Counting task for the entries below: give the number of lines that contain the word "fract", with no other text.
*** Opening MATERIAL PROVIDED ***
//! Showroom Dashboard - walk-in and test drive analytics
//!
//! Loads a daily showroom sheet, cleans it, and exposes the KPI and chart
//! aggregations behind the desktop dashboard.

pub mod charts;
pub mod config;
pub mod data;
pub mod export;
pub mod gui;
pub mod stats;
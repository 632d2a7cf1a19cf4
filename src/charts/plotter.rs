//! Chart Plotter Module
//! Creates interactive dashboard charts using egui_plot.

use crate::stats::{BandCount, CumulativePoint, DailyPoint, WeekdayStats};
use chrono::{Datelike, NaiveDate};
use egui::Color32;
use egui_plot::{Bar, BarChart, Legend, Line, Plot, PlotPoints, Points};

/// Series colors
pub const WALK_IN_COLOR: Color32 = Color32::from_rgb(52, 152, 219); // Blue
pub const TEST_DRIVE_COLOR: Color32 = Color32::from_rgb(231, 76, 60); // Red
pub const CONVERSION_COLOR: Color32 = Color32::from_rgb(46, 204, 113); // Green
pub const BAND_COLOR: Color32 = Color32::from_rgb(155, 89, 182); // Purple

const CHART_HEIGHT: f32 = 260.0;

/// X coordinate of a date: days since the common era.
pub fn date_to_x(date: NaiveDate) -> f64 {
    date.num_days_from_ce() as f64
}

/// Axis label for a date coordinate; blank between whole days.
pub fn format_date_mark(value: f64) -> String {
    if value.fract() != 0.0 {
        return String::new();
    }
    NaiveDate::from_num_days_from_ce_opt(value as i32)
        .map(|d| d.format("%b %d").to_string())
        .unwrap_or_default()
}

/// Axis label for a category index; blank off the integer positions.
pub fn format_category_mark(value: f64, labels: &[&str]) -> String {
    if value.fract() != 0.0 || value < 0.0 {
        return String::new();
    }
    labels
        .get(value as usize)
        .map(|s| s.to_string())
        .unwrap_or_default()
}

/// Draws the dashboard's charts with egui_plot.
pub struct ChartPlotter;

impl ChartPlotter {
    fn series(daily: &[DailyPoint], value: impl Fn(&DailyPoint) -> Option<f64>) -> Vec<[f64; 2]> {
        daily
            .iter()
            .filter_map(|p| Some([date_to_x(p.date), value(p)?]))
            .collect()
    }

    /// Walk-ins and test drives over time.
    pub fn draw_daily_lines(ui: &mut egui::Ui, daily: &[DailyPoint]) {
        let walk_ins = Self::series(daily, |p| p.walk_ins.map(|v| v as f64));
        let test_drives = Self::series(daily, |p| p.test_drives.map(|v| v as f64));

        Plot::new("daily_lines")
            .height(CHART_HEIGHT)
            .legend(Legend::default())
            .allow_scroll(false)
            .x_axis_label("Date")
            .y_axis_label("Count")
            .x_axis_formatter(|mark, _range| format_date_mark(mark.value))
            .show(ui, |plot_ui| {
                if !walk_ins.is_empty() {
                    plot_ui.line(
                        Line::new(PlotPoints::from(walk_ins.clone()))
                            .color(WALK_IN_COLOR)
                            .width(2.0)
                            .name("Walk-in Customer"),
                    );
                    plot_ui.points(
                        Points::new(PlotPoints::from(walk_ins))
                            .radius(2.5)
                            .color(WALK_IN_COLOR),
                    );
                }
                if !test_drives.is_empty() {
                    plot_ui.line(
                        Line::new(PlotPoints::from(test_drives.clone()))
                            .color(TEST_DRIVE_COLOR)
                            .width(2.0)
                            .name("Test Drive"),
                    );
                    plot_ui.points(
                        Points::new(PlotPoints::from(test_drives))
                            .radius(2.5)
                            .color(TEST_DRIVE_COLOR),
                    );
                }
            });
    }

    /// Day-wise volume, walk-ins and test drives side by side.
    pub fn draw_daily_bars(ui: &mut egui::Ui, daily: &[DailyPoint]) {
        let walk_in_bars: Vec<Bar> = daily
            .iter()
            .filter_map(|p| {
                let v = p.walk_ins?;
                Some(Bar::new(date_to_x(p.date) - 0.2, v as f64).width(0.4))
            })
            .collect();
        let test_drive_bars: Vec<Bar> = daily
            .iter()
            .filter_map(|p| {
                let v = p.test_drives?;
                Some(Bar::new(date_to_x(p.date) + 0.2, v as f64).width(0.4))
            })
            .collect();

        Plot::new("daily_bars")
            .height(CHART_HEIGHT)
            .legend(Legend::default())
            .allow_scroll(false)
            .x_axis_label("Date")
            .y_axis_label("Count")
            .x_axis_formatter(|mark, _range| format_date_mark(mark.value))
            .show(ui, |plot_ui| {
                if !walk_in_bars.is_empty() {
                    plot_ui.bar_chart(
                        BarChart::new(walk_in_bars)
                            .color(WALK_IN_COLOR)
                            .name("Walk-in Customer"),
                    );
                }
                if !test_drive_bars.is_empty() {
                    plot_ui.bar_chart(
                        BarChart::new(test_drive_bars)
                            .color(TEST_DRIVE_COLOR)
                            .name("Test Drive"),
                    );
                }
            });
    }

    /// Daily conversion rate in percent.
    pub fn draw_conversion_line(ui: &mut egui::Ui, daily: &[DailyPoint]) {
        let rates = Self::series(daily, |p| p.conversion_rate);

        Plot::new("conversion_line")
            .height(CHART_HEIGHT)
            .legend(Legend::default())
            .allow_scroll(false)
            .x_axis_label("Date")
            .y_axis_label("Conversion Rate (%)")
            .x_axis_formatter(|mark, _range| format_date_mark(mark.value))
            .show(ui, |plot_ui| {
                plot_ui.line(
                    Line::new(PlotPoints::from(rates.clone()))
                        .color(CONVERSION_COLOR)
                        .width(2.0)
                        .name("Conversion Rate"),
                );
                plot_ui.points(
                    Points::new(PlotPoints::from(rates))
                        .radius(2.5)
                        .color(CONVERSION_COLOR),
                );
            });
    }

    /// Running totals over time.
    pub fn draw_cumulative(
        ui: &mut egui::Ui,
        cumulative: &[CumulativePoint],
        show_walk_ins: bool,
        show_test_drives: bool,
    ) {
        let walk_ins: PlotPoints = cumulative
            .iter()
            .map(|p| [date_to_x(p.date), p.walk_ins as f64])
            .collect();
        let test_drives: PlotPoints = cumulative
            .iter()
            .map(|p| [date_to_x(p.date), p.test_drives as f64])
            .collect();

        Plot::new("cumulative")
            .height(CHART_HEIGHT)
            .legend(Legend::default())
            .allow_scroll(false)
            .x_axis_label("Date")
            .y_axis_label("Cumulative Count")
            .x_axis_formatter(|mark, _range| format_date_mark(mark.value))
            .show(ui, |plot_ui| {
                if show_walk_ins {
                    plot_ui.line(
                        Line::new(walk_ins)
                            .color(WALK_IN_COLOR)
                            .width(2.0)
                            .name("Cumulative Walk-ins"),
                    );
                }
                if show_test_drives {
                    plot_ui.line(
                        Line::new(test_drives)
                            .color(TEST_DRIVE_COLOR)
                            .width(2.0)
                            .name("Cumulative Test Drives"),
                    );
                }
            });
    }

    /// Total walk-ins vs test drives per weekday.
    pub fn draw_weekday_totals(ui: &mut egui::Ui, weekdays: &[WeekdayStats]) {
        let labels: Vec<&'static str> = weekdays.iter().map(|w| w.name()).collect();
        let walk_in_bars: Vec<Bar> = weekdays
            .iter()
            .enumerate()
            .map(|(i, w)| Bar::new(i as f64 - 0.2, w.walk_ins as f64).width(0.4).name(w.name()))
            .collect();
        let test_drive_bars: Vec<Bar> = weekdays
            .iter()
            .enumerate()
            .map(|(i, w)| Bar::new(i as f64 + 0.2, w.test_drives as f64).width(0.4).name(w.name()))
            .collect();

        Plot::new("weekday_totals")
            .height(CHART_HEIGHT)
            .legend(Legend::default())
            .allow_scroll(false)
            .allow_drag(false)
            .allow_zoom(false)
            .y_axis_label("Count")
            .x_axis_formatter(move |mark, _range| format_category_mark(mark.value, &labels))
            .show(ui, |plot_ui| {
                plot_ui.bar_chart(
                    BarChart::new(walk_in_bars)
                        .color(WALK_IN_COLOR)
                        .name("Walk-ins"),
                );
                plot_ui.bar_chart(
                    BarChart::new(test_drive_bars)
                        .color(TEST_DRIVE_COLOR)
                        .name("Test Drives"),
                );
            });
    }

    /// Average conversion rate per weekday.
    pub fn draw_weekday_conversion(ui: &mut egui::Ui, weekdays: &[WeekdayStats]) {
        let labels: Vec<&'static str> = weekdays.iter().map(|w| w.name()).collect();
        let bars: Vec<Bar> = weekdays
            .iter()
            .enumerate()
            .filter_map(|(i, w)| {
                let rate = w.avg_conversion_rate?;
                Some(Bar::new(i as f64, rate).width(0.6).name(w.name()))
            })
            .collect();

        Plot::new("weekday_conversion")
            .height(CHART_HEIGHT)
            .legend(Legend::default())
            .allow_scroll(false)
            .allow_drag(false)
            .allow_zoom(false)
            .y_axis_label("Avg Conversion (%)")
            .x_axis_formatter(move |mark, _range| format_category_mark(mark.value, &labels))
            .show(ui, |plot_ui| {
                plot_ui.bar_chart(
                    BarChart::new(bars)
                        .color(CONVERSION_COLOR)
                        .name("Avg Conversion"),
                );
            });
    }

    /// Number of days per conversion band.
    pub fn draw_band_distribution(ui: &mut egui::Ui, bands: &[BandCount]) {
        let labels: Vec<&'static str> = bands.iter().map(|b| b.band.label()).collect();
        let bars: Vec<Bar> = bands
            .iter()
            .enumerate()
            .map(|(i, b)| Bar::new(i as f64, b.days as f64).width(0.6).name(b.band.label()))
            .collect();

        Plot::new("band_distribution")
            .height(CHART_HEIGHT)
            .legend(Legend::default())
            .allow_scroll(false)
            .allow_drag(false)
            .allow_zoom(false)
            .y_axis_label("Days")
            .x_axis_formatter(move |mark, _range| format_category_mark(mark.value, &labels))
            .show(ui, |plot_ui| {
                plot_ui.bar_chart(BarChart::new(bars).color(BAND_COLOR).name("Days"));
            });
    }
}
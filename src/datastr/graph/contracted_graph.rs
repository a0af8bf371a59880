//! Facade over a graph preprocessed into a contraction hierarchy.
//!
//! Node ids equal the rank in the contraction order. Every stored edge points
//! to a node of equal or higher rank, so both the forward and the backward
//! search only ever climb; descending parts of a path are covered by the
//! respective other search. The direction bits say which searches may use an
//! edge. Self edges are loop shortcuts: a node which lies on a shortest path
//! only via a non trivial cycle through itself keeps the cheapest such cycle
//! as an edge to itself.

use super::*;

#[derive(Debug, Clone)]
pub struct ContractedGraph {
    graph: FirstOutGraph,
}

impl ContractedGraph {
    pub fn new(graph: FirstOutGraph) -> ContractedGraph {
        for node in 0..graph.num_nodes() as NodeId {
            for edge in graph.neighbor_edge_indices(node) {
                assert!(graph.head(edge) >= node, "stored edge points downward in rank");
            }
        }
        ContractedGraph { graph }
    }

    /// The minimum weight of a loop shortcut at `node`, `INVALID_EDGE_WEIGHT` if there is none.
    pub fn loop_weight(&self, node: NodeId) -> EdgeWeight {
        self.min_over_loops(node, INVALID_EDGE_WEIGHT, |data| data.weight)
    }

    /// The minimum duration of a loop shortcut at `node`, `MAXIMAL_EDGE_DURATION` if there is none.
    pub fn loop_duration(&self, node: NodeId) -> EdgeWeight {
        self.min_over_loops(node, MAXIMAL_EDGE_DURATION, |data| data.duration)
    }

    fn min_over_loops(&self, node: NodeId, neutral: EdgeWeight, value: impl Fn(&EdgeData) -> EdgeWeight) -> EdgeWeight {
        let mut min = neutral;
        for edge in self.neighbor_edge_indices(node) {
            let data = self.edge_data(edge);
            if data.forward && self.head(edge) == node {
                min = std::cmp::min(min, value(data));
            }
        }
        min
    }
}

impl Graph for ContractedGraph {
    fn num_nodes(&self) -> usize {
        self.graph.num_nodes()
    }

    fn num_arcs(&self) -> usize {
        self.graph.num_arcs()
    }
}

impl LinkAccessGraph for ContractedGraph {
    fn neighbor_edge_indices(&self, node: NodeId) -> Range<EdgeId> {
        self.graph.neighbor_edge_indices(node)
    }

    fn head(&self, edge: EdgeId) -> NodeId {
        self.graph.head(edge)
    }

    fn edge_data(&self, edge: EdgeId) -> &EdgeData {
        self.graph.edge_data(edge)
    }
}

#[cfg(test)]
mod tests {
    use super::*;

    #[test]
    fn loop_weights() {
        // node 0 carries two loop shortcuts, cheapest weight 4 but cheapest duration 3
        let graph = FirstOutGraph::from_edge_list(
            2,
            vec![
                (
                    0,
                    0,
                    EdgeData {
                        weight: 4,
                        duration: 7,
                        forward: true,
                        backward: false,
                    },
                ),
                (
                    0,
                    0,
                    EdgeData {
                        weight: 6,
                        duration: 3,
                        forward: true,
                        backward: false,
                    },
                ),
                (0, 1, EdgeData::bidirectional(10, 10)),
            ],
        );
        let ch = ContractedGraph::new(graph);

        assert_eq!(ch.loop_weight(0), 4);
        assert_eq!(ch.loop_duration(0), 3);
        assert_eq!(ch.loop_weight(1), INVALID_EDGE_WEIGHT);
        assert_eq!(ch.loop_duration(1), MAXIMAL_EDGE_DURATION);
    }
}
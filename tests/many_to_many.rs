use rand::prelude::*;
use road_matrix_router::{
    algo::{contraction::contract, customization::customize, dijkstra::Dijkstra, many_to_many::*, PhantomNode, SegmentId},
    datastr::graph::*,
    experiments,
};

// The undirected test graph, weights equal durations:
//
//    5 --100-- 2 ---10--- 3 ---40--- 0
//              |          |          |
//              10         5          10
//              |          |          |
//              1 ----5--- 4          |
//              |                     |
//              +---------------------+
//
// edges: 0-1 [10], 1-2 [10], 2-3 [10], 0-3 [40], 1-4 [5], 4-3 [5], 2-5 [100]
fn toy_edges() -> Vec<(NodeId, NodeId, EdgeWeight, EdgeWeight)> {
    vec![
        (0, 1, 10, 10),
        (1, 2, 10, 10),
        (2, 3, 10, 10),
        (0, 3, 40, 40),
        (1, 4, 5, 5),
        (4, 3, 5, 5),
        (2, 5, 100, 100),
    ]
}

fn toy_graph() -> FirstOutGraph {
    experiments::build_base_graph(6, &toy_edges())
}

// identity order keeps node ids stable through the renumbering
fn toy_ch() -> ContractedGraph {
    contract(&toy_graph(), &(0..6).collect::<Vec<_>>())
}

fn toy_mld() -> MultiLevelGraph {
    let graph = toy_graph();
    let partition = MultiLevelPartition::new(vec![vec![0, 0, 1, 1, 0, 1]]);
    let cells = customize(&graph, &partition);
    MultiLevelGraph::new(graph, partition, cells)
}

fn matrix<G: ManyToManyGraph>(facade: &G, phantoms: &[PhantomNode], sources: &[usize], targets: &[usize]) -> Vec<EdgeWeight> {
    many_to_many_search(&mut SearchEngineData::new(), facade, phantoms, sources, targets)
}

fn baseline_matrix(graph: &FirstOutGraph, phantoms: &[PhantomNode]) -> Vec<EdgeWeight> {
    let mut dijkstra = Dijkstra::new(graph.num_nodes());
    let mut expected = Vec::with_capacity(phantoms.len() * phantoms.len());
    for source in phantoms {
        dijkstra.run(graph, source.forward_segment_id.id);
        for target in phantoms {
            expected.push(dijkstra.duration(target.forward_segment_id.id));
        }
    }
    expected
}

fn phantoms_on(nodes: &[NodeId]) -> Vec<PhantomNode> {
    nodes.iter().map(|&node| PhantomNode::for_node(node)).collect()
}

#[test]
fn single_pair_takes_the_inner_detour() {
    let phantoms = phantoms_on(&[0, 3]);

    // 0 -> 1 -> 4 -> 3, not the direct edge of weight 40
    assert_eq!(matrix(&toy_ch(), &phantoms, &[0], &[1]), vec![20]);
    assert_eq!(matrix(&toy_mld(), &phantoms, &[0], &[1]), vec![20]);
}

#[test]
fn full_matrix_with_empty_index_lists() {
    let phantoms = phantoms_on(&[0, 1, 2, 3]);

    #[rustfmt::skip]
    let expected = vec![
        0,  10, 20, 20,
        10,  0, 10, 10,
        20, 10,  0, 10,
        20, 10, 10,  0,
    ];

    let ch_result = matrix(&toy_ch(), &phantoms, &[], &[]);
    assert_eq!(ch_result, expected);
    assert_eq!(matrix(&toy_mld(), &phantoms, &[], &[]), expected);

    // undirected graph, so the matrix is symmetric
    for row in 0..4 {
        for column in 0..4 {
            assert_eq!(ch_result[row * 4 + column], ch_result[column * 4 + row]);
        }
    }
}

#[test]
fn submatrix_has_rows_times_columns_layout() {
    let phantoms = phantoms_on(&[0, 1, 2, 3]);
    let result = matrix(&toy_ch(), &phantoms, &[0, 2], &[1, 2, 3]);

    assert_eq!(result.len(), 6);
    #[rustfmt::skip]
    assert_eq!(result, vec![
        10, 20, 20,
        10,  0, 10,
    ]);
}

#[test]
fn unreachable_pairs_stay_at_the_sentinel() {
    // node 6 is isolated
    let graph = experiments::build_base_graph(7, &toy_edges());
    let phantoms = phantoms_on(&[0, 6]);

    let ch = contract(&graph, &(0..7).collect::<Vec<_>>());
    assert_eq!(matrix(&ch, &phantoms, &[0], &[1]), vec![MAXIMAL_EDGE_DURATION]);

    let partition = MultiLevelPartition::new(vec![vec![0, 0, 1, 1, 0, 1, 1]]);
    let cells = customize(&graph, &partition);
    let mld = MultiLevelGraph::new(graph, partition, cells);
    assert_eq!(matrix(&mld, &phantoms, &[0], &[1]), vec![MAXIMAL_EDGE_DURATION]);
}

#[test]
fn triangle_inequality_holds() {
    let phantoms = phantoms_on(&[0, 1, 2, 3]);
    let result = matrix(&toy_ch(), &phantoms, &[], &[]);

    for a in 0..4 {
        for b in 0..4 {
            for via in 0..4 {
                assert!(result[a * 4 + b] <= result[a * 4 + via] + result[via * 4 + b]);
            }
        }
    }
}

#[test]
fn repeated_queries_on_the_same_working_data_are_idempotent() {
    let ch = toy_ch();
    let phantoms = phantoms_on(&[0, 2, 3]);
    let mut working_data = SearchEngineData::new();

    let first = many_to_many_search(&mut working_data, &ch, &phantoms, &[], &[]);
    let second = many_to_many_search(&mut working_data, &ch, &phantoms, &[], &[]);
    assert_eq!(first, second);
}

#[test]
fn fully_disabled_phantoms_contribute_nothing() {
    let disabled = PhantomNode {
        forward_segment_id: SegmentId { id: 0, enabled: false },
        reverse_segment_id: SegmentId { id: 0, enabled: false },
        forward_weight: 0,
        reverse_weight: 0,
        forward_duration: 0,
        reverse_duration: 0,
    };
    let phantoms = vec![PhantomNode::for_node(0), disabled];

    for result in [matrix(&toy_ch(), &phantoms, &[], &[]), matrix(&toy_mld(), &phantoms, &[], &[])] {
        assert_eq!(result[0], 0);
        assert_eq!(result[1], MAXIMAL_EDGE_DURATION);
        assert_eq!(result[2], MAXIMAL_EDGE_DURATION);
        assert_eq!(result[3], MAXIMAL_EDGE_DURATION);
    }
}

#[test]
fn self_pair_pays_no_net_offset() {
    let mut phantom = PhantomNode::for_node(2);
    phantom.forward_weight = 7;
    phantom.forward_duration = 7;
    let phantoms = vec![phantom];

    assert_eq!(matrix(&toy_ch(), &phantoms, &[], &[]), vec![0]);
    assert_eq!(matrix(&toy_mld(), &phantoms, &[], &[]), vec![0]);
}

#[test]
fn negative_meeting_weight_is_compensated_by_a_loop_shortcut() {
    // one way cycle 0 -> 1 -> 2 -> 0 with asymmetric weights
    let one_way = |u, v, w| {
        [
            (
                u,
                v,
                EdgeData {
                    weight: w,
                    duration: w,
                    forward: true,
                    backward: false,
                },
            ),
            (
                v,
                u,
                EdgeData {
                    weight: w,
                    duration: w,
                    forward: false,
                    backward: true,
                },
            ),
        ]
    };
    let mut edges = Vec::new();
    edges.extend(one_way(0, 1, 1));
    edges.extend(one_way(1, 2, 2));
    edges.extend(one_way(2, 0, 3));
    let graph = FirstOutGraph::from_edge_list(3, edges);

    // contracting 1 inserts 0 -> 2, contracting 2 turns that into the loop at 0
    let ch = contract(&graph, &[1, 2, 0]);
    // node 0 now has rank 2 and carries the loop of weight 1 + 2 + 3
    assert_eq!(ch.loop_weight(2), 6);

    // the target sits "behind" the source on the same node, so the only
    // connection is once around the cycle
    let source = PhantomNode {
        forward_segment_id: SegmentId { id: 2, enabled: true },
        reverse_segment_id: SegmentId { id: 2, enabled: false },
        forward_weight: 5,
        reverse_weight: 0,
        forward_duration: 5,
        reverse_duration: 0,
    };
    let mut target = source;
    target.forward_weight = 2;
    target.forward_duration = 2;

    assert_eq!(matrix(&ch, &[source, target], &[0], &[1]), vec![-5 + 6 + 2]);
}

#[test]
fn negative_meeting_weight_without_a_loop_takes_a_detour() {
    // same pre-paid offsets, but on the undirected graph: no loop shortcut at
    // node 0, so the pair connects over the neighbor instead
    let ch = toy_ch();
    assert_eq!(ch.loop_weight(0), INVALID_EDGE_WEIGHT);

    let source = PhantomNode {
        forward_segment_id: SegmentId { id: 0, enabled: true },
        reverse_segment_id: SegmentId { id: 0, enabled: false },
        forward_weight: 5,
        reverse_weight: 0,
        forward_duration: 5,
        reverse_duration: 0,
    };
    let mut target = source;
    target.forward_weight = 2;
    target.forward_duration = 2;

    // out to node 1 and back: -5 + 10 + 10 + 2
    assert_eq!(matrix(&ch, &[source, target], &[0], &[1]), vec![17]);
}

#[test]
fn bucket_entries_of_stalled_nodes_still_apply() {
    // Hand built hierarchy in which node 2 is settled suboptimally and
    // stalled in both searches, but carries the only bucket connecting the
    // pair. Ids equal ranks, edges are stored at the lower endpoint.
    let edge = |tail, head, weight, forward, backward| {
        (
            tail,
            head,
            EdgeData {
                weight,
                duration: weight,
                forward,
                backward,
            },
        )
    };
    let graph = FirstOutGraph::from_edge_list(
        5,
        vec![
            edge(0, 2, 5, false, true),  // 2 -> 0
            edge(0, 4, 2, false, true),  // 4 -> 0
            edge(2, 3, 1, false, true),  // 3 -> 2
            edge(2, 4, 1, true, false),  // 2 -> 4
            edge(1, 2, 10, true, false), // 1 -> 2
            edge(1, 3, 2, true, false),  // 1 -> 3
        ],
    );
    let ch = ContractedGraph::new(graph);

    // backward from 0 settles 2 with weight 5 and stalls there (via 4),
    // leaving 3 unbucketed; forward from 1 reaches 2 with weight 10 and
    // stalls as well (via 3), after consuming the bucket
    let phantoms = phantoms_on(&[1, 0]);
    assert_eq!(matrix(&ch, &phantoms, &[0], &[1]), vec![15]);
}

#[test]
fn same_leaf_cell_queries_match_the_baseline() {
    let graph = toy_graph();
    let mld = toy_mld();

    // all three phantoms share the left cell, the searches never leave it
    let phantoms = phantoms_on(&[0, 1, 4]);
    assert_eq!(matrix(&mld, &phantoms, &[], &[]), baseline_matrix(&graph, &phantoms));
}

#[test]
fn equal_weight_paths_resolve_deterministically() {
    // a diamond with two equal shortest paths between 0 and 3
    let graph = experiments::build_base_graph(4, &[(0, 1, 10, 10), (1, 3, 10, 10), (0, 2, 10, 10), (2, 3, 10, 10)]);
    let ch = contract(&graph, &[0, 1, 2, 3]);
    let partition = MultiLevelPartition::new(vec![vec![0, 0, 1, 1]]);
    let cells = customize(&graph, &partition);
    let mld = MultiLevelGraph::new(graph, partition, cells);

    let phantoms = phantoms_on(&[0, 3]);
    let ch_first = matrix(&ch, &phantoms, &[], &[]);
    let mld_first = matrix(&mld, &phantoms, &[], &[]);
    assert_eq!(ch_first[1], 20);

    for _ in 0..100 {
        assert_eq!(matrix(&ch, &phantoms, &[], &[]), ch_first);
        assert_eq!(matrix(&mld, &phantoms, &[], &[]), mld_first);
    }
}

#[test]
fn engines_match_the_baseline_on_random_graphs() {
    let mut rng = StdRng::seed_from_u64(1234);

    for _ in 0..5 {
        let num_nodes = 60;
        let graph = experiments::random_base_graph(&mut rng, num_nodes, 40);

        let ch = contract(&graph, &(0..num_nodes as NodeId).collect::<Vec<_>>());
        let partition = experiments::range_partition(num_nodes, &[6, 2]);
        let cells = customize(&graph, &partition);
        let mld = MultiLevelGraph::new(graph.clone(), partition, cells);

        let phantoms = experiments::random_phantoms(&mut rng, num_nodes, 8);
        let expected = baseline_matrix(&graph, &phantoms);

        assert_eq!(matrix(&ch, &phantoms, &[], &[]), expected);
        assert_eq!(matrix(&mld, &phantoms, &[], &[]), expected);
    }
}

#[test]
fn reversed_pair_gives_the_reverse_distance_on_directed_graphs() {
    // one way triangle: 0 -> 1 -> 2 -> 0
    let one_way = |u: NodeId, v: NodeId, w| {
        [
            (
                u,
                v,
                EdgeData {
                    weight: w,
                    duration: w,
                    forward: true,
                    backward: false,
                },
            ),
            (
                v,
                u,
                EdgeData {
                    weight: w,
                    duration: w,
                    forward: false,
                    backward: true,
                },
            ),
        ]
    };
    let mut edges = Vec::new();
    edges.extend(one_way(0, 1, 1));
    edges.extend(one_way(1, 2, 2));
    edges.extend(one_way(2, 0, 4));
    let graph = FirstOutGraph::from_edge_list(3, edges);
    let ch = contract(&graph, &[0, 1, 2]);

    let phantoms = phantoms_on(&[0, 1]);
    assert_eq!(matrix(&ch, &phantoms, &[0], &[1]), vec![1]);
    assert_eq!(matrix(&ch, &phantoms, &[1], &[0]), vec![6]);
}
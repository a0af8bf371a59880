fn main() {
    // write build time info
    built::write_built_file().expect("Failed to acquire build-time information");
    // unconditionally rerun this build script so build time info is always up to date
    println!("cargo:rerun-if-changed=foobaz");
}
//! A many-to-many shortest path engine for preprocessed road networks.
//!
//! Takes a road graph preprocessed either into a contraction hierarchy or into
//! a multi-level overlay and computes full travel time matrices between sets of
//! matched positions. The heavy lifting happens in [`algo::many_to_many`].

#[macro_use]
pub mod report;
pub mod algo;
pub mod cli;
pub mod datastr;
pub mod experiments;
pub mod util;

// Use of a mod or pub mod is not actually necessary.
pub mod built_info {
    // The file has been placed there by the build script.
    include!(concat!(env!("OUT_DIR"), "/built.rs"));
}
*** Closing MATERIAL PROVIDED ***
### FINISHED TASK
2